Identify and pull out each line of the entries in which "trim" occurs.
**** Record set ****
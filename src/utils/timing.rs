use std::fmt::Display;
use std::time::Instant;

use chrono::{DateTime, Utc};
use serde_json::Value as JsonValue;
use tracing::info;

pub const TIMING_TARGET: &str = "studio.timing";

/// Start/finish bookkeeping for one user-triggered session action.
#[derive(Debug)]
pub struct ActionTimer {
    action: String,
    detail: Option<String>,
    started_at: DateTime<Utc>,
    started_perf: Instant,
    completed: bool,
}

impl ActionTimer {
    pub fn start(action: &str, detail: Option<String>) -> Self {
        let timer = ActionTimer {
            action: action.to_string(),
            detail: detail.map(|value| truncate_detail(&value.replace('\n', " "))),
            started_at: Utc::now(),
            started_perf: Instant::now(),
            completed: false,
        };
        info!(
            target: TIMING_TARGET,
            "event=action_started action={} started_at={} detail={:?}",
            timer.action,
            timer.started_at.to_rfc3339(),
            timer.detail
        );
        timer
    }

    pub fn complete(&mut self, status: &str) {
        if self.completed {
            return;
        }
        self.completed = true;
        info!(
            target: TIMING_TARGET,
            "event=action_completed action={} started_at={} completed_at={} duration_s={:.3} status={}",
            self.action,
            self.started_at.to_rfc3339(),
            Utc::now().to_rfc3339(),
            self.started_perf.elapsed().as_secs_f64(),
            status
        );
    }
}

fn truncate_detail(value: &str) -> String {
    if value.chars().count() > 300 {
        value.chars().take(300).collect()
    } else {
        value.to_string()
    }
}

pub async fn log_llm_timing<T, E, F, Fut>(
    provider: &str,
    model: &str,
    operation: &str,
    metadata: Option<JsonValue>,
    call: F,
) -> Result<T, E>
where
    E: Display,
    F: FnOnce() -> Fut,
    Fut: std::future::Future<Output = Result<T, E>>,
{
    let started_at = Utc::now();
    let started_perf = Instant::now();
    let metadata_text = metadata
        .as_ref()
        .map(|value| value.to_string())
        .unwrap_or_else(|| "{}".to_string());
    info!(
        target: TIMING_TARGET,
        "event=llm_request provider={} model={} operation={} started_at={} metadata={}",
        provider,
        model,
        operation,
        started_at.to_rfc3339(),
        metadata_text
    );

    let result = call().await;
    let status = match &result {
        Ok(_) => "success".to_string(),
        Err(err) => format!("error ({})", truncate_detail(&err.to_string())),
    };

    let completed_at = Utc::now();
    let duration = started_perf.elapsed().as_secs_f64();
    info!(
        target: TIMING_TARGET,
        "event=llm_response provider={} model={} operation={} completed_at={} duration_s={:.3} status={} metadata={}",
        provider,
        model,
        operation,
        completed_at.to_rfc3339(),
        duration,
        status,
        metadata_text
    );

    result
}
****
**** Record set ****
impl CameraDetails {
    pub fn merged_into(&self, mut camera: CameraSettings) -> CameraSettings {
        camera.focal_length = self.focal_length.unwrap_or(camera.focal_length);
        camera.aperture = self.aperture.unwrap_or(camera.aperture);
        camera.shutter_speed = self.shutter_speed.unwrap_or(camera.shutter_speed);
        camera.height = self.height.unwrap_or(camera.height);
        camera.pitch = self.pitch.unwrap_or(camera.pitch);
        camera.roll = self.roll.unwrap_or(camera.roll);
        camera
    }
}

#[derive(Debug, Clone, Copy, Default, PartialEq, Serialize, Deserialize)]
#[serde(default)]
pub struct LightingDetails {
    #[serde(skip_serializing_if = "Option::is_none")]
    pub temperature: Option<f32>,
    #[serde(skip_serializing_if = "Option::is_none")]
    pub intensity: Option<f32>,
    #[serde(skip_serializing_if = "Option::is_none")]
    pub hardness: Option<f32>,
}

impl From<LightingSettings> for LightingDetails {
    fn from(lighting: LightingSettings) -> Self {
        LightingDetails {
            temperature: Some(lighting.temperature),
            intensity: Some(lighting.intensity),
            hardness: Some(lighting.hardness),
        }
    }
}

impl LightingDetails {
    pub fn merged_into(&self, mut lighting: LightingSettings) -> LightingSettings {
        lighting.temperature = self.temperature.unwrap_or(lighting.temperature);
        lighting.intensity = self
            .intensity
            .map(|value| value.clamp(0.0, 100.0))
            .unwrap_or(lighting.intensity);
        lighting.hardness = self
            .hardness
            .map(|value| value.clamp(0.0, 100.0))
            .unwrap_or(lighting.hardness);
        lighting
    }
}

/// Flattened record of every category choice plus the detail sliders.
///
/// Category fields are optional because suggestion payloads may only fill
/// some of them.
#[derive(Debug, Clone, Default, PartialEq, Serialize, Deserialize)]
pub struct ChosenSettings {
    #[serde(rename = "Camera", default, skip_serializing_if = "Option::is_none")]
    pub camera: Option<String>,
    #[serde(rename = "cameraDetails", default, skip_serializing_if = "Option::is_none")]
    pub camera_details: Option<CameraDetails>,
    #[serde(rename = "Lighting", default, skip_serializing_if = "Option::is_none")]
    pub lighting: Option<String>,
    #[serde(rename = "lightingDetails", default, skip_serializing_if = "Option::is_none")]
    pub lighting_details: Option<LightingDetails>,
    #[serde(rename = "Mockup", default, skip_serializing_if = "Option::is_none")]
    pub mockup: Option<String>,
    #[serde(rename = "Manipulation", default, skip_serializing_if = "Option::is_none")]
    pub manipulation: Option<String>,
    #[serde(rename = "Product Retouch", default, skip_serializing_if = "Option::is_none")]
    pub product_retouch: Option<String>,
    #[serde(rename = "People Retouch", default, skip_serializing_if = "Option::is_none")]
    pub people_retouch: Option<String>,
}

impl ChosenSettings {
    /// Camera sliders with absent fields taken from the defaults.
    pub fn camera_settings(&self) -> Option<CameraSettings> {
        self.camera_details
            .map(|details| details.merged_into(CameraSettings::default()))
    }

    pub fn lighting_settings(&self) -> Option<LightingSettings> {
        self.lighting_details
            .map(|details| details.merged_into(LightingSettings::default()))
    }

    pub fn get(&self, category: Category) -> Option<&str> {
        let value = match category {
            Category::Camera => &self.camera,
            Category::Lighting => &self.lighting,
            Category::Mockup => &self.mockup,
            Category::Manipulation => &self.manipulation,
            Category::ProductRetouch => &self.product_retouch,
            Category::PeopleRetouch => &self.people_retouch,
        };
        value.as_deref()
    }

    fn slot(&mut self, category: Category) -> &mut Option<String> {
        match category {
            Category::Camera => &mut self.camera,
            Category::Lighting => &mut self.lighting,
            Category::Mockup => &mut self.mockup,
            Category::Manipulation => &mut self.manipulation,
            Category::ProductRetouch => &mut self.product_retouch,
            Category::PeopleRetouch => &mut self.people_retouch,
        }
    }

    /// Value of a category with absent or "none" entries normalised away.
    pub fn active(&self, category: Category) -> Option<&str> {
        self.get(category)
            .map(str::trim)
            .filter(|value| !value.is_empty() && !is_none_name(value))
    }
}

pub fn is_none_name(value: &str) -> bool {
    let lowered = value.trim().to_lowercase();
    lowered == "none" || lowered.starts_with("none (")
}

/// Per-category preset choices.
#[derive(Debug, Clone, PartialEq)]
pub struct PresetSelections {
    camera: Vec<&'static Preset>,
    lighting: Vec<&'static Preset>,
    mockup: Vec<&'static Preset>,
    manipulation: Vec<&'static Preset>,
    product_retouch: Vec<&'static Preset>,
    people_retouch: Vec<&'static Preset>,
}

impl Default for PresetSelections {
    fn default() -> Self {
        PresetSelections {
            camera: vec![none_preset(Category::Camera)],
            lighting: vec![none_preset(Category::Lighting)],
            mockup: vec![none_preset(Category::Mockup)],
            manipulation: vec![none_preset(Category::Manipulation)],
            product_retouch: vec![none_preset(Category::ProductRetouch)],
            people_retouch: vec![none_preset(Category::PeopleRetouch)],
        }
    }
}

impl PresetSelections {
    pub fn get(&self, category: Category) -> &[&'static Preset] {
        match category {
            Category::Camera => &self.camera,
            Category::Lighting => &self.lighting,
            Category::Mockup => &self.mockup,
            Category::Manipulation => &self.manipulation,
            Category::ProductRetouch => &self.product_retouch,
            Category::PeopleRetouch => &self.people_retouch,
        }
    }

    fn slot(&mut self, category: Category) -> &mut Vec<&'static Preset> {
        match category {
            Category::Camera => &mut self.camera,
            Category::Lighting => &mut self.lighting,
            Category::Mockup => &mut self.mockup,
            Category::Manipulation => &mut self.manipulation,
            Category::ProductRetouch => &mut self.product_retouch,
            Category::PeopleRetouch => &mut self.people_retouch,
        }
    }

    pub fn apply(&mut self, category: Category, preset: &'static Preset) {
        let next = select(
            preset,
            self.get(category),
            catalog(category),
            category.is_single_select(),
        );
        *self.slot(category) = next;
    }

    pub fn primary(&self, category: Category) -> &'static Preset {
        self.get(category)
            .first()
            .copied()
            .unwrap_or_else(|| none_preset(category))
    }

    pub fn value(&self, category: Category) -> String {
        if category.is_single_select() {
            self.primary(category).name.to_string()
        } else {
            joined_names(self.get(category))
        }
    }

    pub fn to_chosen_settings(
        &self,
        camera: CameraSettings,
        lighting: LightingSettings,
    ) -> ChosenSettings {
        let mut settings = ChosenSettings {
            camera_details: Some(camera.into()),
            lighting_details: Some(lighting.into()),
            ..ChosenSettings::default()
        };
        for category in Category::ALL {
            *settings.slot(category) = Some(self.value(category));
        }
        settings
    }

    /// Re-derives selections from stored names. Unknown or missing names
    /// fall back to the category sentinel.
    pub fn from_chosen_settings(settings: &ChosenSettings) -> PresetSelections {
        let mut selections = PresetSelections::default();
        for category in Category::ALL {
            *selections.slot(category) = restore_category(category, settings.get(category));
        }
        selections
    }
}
****
**** Record set ****
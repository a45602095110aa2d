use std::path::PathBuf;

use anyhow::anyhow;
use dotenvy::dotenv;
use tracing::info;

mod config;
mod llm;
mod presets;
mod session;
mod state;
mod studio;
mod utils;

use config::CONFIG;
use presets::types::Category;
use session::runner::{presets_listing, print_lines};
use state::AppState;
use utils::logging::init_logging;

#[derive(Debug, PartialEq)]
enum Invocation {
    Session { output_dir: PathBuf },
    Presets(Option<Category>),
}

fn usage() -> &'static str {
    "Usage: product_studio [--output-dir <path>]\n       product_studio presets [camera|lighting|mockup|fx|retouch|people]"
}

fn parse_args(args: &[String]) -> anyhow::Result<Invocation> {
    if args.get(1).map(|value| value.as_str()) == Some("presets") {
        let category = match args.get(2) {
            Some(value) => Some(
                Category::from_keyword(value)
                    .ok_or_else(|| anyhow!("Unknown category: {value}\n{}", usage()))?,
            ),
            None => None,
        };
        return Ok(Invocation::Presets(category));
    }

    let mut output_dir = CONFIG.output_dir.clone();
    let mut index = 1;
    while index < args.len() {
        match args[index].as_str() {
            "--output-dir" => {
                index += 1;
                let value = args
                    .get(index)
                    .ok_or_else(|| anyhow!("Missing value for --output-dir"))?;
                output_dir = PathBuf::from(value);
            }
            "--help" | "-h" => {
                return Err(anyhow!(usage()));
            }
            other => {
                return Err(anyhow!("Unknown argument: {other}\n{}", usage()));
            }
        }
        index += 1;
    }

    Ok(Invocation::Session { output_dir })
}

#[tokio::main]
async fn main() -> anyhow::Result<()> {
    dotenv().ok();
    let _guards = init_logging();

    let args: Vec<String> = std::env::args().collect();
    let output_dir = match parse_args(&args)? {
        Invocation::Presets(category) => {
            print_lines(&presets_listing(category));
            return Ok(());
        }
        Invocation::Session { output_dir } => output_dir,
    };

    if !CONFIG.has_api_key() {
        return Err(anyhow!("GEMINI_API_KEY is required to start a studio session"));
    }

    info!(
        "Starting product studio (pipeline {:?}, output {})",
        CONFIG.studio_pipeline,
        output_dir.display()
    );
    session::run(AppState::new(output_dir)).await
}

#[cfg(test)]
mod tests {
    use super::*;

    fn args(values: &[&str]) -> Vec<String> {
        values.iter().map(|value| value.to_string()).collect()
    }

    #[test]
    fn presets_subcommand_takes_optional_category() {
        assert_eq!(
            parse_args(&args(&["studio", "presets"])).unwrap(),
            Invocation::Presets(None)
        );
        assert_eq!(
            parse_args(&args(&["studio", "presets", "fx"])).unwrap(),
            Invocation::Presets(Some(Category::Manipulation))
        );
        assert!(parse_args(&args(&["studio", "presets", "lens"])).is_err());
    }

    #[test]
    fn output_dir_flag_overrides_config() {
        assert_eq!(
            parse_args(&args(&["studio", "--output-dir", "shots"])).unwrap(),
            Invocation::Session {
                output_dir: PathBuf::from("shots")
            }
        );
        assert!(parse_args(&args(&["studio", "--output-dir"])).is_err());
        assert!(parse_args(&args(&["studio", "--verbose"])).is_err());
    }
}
****
[Solution below]
            .map(str::trim)
    let lowered = value.trim().to_lowercase();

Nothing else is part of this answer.